Saved data entries:
┌──
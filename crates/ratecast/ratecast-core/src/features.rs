//! Lag-aligned feature construction.

use chrono::NaiveDate;
use ratecast_api::{
    is_missing, shift_months, Aggregation, Feature, FeatureSet, RatecastError, RegressorSpec,
    Result, RunConfig, TimeSeries,
};
use tracing::{info, warn};

use crate::resample::to_monthly;

/// A raw regressor series with its lag policy.
#[derive(Debug, Clone, PartialEq)]
pub struct Regressor {
    pub spec: RegressorSpec,
    pub series: TimeSeries,
}

impl Regressor {
    /// Pair a spec with its series.
    pub fn new(spec: RegressorSpec, series: TimeSeries) -> Self {
        Self { spec, series }
    }
}

/// Builds the monthly, lag-aligned feature set for a target.
#[derive(Debug, Clone)]
pub struct FeatureBuilder {
    min_observations: usize,
}

impl Default for FeatureBuilder {
    fn default() -> Self {
        Self::from_config(&RunConfig::default())
    }
}

/// Month-end range `[first + shift, last + shift]` covered by a series.
fn shifted_range(series: &TimeSeries, shift: usize) -> Option<(NaiveDate, NaiveDate)> {
    let valid: Vec<NaiveDate> = series
        .points()
        .filter(|(_, v)| !is_missing(*v))
        .map(|(d, _)| d)
        .collect();
    let first = shift_months(*valid.first()?, shift as i32)?;
    let last = shift_months(*valid.last()?, shift as i32)?;
    Some((first, last))
}

fn validate_spec(spec: &RegressorSpec) -> Result<()> {
    if spec.reporting_lag == 0 && !spec.contemporaneous {
        return Err(RatecastError::InvalidParameter {
            name: spec.name.clone(),
            reason: "lag 0 requires the regressor to be flagged contemporaneous".to_string(),
        });
    }
    if let Some(lag) = spec.extra_lags.iter().find(|l| **l < spec.reporting_lag) {
        return Err(RatecastError::InvalidParameter {
            name: spec.name.clone(),
            reason: format!(
                "extra lag {} is shorter than the reporting lag {}",
                lag, spec.reporting_lag
            ),
        });
    }
    Ok(())
}

impl FeatureBuilder {
    /// Builder rejecting feature sets shorter than `min_observations` rows.
    pub fn new(min_observations: usize) -> Self {
        Self { min_observations }
    }

    /// Builder configured from a run configuration.
    pub fn from_config(config: &RunConfig) -> Self {
        Self::new(config.min_observations)
    }

    /// Resample, lag and align the regressors onto the target's months.
    ///
    /// The feature for regressor `r` at lag `k` takes, at target month `m`,
    /// the monthly value of `r` at `m - k`. Rows with any missing value are
    /// dropped and counted.
    pub fn build(&self, target: &TimeSeries, regressors: &[Regressor]) -> Result<FeatureSet> {
        for regressor in regressors {
            validate_spec(&regressor.spec)?;
        }

        let target_monthly = to_monthly(target, Aggregation::Last)?;
        let insufficient = |series: &str, actual: usize| RatecastError::InsufficientData {
            series: series.to_string(),
            required: self.min_observations,
            actual,
        };

        let (mut start, mut end) =
            shifted_range(&target_monthly, 0).ok_or_else(|| insufficient(target.name(), 0))?;

        let mut columns = Vec::new();
        for regressor in regressors {
            let monthly = to_monthly(&regressor.series, regressor.spec.aggregation)?;
            for lag in regressor.spec.lags() {
                let (first, last) = shifted_range(&monthly, lag)
                    .ok_or_else(|| insufficient(&regressor.spec.name, 0))?;
                start = start.max(first);
                end = end.min(last);
                columns.push((regressor.spec.name.clone(), lag, monthly.clone()));
            }
        }

        let rows: Vec<(NaiveDate, f64)> = target_monthly
            .points()
            .filter(|(d, _)| *d >= start && *d <= end)
            .collect();
        let rows_before_cleaning = rows.len();

        let mut kept_points = Vec::with_capacity(rows.len());
        let mut kept_columns: Vec<Vec<f64>> = vec![Vec::with_capacity(rows.len()); columns.len()];
        for (date, value) in rows {
            let lagged: Vec<f64> = columns
                .iter()
                .map(|(_, lag, monthly)| {
                    shift_months(date, -(*lag as i32))
                        .and_then(|source_date| monthly.value_at(source_date))
                        .unwrap_or(f64::NAN)
                })
                .collect();
            if is_missing(value) || lagged.iter().any(|v| is_missing(*v)) {
                continue;
            }
            kept_points.push((date, value));
            for (column, v) in kept_columns.iter_mut().zip(lagged) {
                column.push(v);
            }
        }
        let dropped_rows = rows_before_cleaning - kept_points.len();

        if dropped_rows > 0 {
            warn!(
                target = target.name(),
                dropped_rows, "Dropped rows with missing target or feature values"
            );
        }
        if kept_points.len() < self.min_observations {
            return Err(insufficient(target.name(), kept_points.len()));
        }

        let features = columns
            .into_iter()
            .zip(kept_columns)
            .map(|((source, lag, _), values)| Feature {
                name: ratecast_api::feature_name(&source, lag),
                source,
                lag,
                values,
            })
            .collect();
        let aligned = TimeSeries::monthly(target.name(), kept_points)?;
        let feature_set = FeatureSet::new(aligned, features, rows_before_cleaning, dropped_rows)?;

        info!(
            target = target.name(),
            rows = feature_set.len(),
            features = feature_set.feature_count(),
            dropped_rows,
            "Feature set built"
        );
        Ok(feature_set)
    }
}
//! Outbound adapters implementing the domain's driven ports.

pub mod persistence;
└──
Transcribe the records. Keep every word exactly as it stands.

## [Your solution]
filename crates/ratecast/ratecast-core/src/features.rs
//! Lag-aligned feature construction.

use chrono::NaiveDate;
use ratecast_api::{
    is_missing, shift_months, Aggregation, Feature, FeatureSet, RatecastError, RegressorSpec,
    Result, RunConfig, TimeSeries,
};
use tracing::{info, warn};

use crate::resample::to_monthly;

/// A raw regressor series with its lag policy.
#[derive(Debug, Clone, PartialEq)]
pub struct Regressor {
    pub spec: RegressorSpec,
    pub series: TimeSeries,
}

impl Regressor {
    /// Pair a spec with its series.
    pub fn new(spec: RegressorSpec, series: TimeSeries) -> Self {
        Self { spec, series }
    }
}

/// Builds the monthly, lag-aligned feature set for a target.
#[derive(Debug, Clone)]
pub struct FeatureBuilder {
    min_observations: usize,
}

impl Default for FeatureBuilder {
    fn default() -> Self {
        Self::from_config(&RunConfig::default())
    }
}

/// Month-end range `[first + shift, last + shift]` covered by a series.
fn shifted_range(series: &TimeSeries, shift: usize) -> Option<(NaiveDate, NaiveDate)> {
    let valid: Vec<NaiveDate> = series
        .points()
        .filter(|(_, v)| !is_missing(*v))
        .map(|(d, _)| d)
        .collect();
    let first = shift_months(*valid.first()?, shift as i32)?;
    let last = shift_months(*valid.last()?, shift as i32)?;
    Some((first, last))
}

fn validate_spec(spec: &RegressorSpec) -> Result<()> {
    if spec.reporting_lag == 0 && !spec.contemporaneous {
        return Err(RatecastError::InvalidParameter {
            name: spec.name.clone(),
            reason: "lag 0 requires the regressor to be flagged contemporaneous".to_string(),
        });
    }
    if let Some(lag) = spec.extra_lags.iter().find(|l| **l < spec.reporting_lag) {
        return Err(RatecastError::InvalidParameter {
            name: spec.name.clone(),
            reason: format!(
                "extra lag {} is shorter than the reporting lag {}",
                lag, spec.reporting_lag
            ),
        });
    }
    Ok(())
}

impl FeatureBuilder {
    /// Builder rejecting feature sets shorter than `min_observations` rows.
    pub fn new(min_observations: usize) -> Self {
        Self { min_observations }
    }

    /// Builder configured from a run configuration.
    pub fn from_config(config: &RunConfig) -> Self {
        Self::new(config.min_observations)
    }

    /// Resample, lag and align the regressors onto the target's months.
    ///
    /// The feature for regressor `r` at lag `k` takes, at target month `m`,
    /// the monthly value of `r` at `m - k`. Rows with any missing value are
    /// dropped and counted.
    pub fn build(&self, target: &TimeSeries, regressors: &[Regressor]) -> Result<FeatureSet> {
        for regressor in regressors {
            validate_spec(&regressor.spec)?;
        }

        let target_monthly = to_monthly(target, Aggregation::Last)?;
        let insufficient = |series: &str, actual: usize| RatecastError::InsufficientData {
            series: series.to_string(),
            required: self.min_observations,
            actual,
        };

        let (mut start, mut end) =
            shifted_range(&target_monthly, 0).ok_or_else(|| insufficient(target.name(), 0))?;

        let mut columns = Vec::new();
        for regressor in regressors {
            let monthly = to_monthly(&regressor.series, regressor.spec.aggregation)?;
            for lag in regressor.spec.lags() {
                let (first, last) = shifted_range(&monthly, lag)
                    .ok_or_else(|| insufficient(&regressor.spec.name, 0))?;
                start = start.max(first);
                end = end.min(last);
                columns.push((regressor.spec.name.clone(), lag, monthly.clone()));
            }
        }

        let rows: Vec<(NaiveDate, f64)> = target_monthly
            .points()
            .filter(|(d, _)| *d >= start && *d <= end)
            .collect();
        let rows_before_cleaning = rows.len();

        let mut kept_points = Vec::with_capacity(rows.len());
        let mut kept_columns: Vec<Vec<f64>> = vec![Vec::with_capacity(rows.len()); columns.len()];
        for (date, value) in rows {
            let lagged: Vec<f64> = columns
                .iter()
                .map(|(_, lag, monthly)| {
                    shift_months(date, -(*lag as i32))
                        .and_then(|source_date| monthly.value_at(source_date))
                        .unwrap_or(f64::NAN)
                })
                .collect();
            if is_missing(value) || lagged.iter().any(|v| is_missing(*v)) {
                continue;
            }
            kept_points.push((date, value));
            for (column, v) in kept_columns.iter_mut().zip(lagged) {
                column.push(v);
            }
        }
        let dropped_rows = rows_before_cleaning - kept_points.len();

        if dropped_rows > 0 {
            warn!(
                target = target.name(),
                dropped_rows, "Dropped rows with missing target or feature values"
            );
        }
        if kept_points.len() < self.min_observations {
            return Err(insufficient(target.name(), kept_points.len()));
        }

        let features = columns
            .into_iter()
            .zip(kept_columns)
            .map(|((source, lag, _), values)| Feature {
                name: ratecast_api::feature_name(&source, lag),
                source,
                lag,
                values,
            })
            .collect();
        let aligned = TimeSeries::monthly(target.name(), kept_points)?;
        let feature_set = FeatureSet::new(aligned, features, rows_before_cleaning, dropped_rows)?;

        info!(
            target = target.name(),
            rows = feature_set.len(),
            features = feature_set.feature_count(),
            dropped_rows,
            "Feature set built"
        );
        Ok(feature_set)
    }
}
//! Outbound adapters implementing the domain's driven ports.

pub mod persistence;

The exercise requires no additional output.